Rescuers attempt to recover Elisa Lam’s body from the Cecil Hotel’s rooftop water tank.

The Los Angeles coroner’s office issued an accidental drowning finding on February 21, citing bipolar disorder as a key factor. Lam’s body was discovered naked, according to the full coroner’s report, and clothing similar to what she was wearing in the elevator footage was floating in the water, encrusted with a “sand-like particulate.” Her watch and room key were also discovered in her possession.

Lam’s body was swollen and moderately decomposed. It was primarily greenish, with some marbling and skin separation visible on the abdomen. Physical harm, sexual assault, or suicide were not found. Toxicology examinations revealed traces of prescription medication, as well as nonprescription medications like Sinutab and ibuprofen, located among her possessions. There was a trace amount of alcohol (approximately 0.02 percent) but no other recreational drugs.

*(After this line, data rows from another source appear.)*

//! OAuth 2.0 authorization-code grant.
//!
//! With a loopback redirect URI the browser hands the code to a one-shot
//! local listener; any other redirect URI falls back to the user pasting
//! the code into the terminal.

use oauth2::CsrfToken;
use url::{Host, Url};

use crate::auth::client::OAuth2Client;
use crate::auth::form;
use crate::auth::redirect::{self, LocalRedirectListener};
use crate::auth::response::{self, TokenGrant};
use crate::auth::tokens::AuthState;
use crate::error::{HubError, Result};

/// Host and port to listen on, if `uri` points back at this machine.
fn loopback_target(uri: &Url) -> Option<(String, u16)> {
    if uri.scheme() != "http" {
        return None;
    }
    let host = match uri.host()? {
        Host::Domain("localhost") => "localhost".to_string(),
        Host::Ipv4(ip) if ip.is_loopback() => ip.to_string(),
        _ => return None,
    };
    Some((host, uri.port_or_known_default()?))
}

impl OAuth2Client {
    /// Runs the authorization-code flow and exchanges the code for tokens.
    pub(crate) async fn run_code_flow(&self, redirect_uri: &Url) -> Result<TokenGrant> {
        let state = self.flow.send_state.then(CsrfToken::new_random);
        let auth_url = form::authorization_url(
            &self.credentials,
            &self.flow,
            state.as_ref().map(|s| s.secret().as_str()),
        );

        let code = match loopback_target(redirect_uri) {
            Some((host, port)) => {
                let listener = LocalRedirectListener::bind(&host, port).await?;
                tracing::debug!(addr = %listener.local_addr()?, "Waiting for browser redirect");
                if !self.prompter.open_browser(&auth_url) {
                    self.prompter.show_authorization_url(&auth_url);
                }
                self.transition(AuthState::PollingOrWaiting);

                let request = tokio::select! {
                    request = listener.capture(self.flow.redirect_timeout, &self.flow.success_message) => request?,
                    () = self.cancel.cancelled() => return Err(HubError::Cancelled),
                };

                if let Some(expected) = &state {
                    if redirect::extract_state(&request).as_deref() != Some(expected.secret().as_str()) {
                        return Err(HubError::protocol(
                            "state_mismatch",
                            Some("redirect did not carry the state sent with the request".to_string()),
                        ));
                    }
                }

                let code = redirect::extract_code(&request);
                if code.is_empty() {
                    tracing::warn!("Redirect did not contain an authorization code");
                }
                code
            },
            None => {
                self.prompter.show_authorization_url(&auth_url);
                self.transition(AuthState::PollingOrWaiting);
                self.prompter.read_authorization_code().await?
            },
        };

        tracing::debug!(url = %self.flow.token_url, "Exchanging authorization code");
        let body = self
            .transport
            .post_form(
                &self.flow.token_url,
                form::code_exchange_request(&self.credentials, &self.flow, &code),
            )
            .await?;
        response::parse_token_grant(response::check_error(&body)?)
    }
}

However, investigators and experts noticed that the proportion of her prescription pharmaceuticals in her system suggested she was undermedicating or had recently stopped taking her meds.

Lam’s parents filed a wrongful death lawsuit in September 2013, alleging that the hotel failed to “inspect and seek out risks in the hotel that constituted an undue risk of danger to (Lam) and other hotel guests,” seeking unspecified damages and burial fees.

The hotel contended that it could not have reasonably anticipated Lam entering the water tanks, and that no blame could be assigned for failing to prevent it because it was unknown how Lam got to the water tank. The lawsuit was dismissed in 2015.